use crate::config::MapperConfig;
use crate::geometry::tolerance::safe_div;
use crate::model::Shape;
use crate::sizing::ImageInfo;

/// Author space to display space conversion.
#[derive(Clone, Copy, Debug, PartialEq)]
pub enum Scaler {
    /// Responsive layout: divide by `natural_width / parent_width`, read
    /// from the current values on every call.
    Fluid { natural_width: f64, parent_width: f64 },
    /// Multiply by `display_width / img_width`.
    Fixed { factor: f64 },
}

impl Default for Scaler {
    fn default() -> Self {
        Scaler::Fixed { factor: 1.0 }
    }
}

impl Scaler {
    pub fn new(config: &MapperConfig, image: Option<&ImageInfo>) -> Scaler {
        if config.responsive && config.parent_width > 0.0 {
            if let Some(image) = image.filter(|i| i.natural_width > 0.0) {
                return Scaler::Fluid {
                    natural_width: image.natural_width,
                    parent_width: config.parent_width,
                };
            }
        }
        match config.width.resolve(image) {
            Some(width) if config.img_width > 0.0 => Scaler::Fixed {
                factor: width / config.img_width,
            },
            _ => Scaler::default(),
        }
    }

    pub fn scale_one(&self, coord: f64) -> f64 {
        match *self {
            Scaler::Fluid { natural_width, parent_width } => coord / (natural_width / parent_width),
            Scaler::Fixed { factor } => coord * factor,
        }
    }

    pub fn scale(&self, coords: &[f64]) -> Vec<f64> {
        coords.iter().map(|c| self.scale_one(*c)).collect()
    }
}

/// Display-space anchor of a shape: the center of a circle, otherwise the
/// mean of its points.
pub fn center(shape: &Shape, scaled: &[f64]) -> [f64; 2] {
    match (shape, scaled) {
        (Shape::Circle, [cx, cy, ..]) => [*cx, *cy],
        _ => {
            let n = scaled.len() as f64 / 2.0;
            let (sx, sy) = scaled
                .iter()
                .enumerate()
                .fold((0.0, 0.0), |(x, y), (i, v)| if i % 2 == 0 { (x + v, y) } else { (x, y + v) });
            [safe_div(sx, n, 0.0), safe_div(sy, n, 0.0)]
        }
    }
}
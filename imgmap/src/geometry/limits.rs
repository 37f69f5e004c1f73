// Centralized ingestion limits to harden against untrusted region data

// Map size caps
pub const MAX_REGIONS: usize = 20_000;

// Coordinates
pub const MAX_COORDS_PER_REGION: usize = 16_000;
pub const MAX_COORDS_TOTAL: usize = 2_000_000;

// Numeric bounds
pub const COORD_MIN: f64 = -10_000_000.0;
pub const COORD_MAX: f64 =  10_000_000.0;
pub const WIDTH_MAX: f64 = 10_000.0;

#[inline]
pub fn in_coord_bounds(x: f64) -> bool { x.is_finite() && (COORD_MIN..=COORD_MAX).contains(&x) }

#[inline]
pub fn in_width_bounds(w: f64) -> bool { w.is_finite() && w > 0.0 && w <= WIDTH_MAX }
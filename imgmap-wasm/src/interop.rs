use imgmap::{ImageInfo, Size};
use js_sys::{Object, Reflect};
use serde::Serialize;
use wasm_bindgen::JsValue;
use web_sys::HtmlImageElement;

pub fn new_obj() -> Object { Object::new() }
pub fn set_kv(obj: &Object, k: &str, v: &JsValue) {
    let _ = Reflect::set(obj, &JsValue::from_str(k), v);
}
pub fn get_kv(obj: &JsValue, k: &str) -> JsValue {
    Reflect::get(obj, &JsValue::from_str(k)).unwrap_or(JsValue::UNDEFINED)
}

/// Plain JS objects and arrays, never `Map`s, so flattened author fields
/// read like the input did.
pub fn to_js<T: Serialize + ?Sized>(v: &T) -> JsValue {
    v.serialize(&serde_wasm_bindgen::Serializer::json_compatible())
        .unwrap_or(JsValue::NULL)
}

pub fn size_obj(size: Size) -> JsValue {
    let o = new_obj();
    set_kv(&o, "width", &JsValue::from_f64(size.width));
    set_kv(&o, "height", &JsValue::from_f64(size.height));
    o.into()
}

pub fn image_info(img: &HtmlImageElement) -> ImageInfo {
    ImageInfo {
        natural_width: img.natural_width() as f64,
        natural_height: img.natural_height() as f64,
        client_width: img.client_width() as f64,
        client_height: img.client_height() as f64,
    }
}
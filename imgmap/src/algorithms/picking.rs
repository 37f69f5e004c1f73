use crate::algorithms::winding::{point_in_polygon_evenodd, point_on_polygon_edge};
use crate::geometry::tolerance::EPS_POS;
use crate::model::{DisplayRegion, Point, Shape};

/// Whether display-space `at` falls inside a shape given by scaled coords.
/// Outlines count as inside, as for an HTML `<area>`.
pub fn contains(shape: &Shape, coords: &[f64], at: Point) -> bool {
    match (shape, coords) {
        (Shape::Rect, [l, t, r, b, ..]) => {
            at.x >= l.min(*r) && at.x <= l.max(*r) && at.y >= t.min(*b) && at.y <= t.max(*b)
        }
        (Shape::Circle, [cx, cy, r, ..]) => {
            let (dx, dy) = (at.x - cx, at.y - cy);
            dx * dx + dy * dy <= r * r
        }
        (Shape::Poly, _) => {
            let points: Vec<Point> = coords.chunks_exact(2).map(|p| Point::new(p[0], p[1])).collect();
            point_in_polygon_evenodd(at, &points) || point_on_polygon_edge(at, &points, EPS_POS)
        }
        _ => false,
    }
}

/// First region in paint order containing `at`.
pub fn pick<'a>(areas: impl IntoIterator<Item = &'a DisplayRegion>, at: Point) -> Option<usize> {
    areas
        .into_iter()
        .find(|a| contains(&a.region.shape, &a.scaled_coords, at))
        .map(|a| a.index)
}

#[cfg(test)]
mod tests {
    use super::*;

    #[test]
    fn rect_bounds_are_inclusive() {
        let c = [10.0, 10.0, 20.0, 30.0];
        assert!(contains(&Shape::Rect, &c, Point::new(10.0, 10.0)));
        assert!(contains(&Shape::Rect, &c, Point::new(15.0, 29.0)));
        assert!(!contains(&Shape::Rect, &c, Point::new(21.0, 15.0)));
    }

    #[test]
    fn inverted_rect_still_hits() {
        let c = [20.0, 30.0, 10.0, 10.0];
        assert!(contains(&Shape::Rect, &c, Point::new(15.0, 20.0)));
    }

    #[test]
    fn circle_and_poly() {
        assert!(contains(&Shape::Circle, &[0.0, 0.0, 5.0], Point::new(3.0, 4.0)));
        assert!(!contains(&Shape::Circle, &[0.0, 0.0, 5.0], Point::new(4.0, 4.0)));
        let tri = [0.0, 0.0, 10.0, 0.0, 0.0, 10.0];
        assert!(contains(&Shape::Poly, &tri, Point::new(2.0, 2.0)));
        assert!(contains(&Shape::Poly, &tri, Point::new(5.0, 0.0)));
        assert!(!contains(&Shape::Poly, &tri, Point::new(8.0, 8.0)));
    }

    #[test]
    fn unknown_or_short_never_hits() {
        assert!(!contains(&Shape::Unknown("default".into()), &[0.0; 4], Point::new(0.0, 0.0)));
        assert!(!contains(&Shape::Rect, &[0.0, 0.0, 1.0], Point::new(0.0, 0.0)));
    }
}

◆ ◆ ◆ ◆ ◆

#### [Exercise brief]
Copy every line of the material above in which the string "match" can be found.

#### [Answer to the problem]
        match config.width.resolve(image) {
        match *self {
    match (shape, scaled) {
    match (shape, coords) {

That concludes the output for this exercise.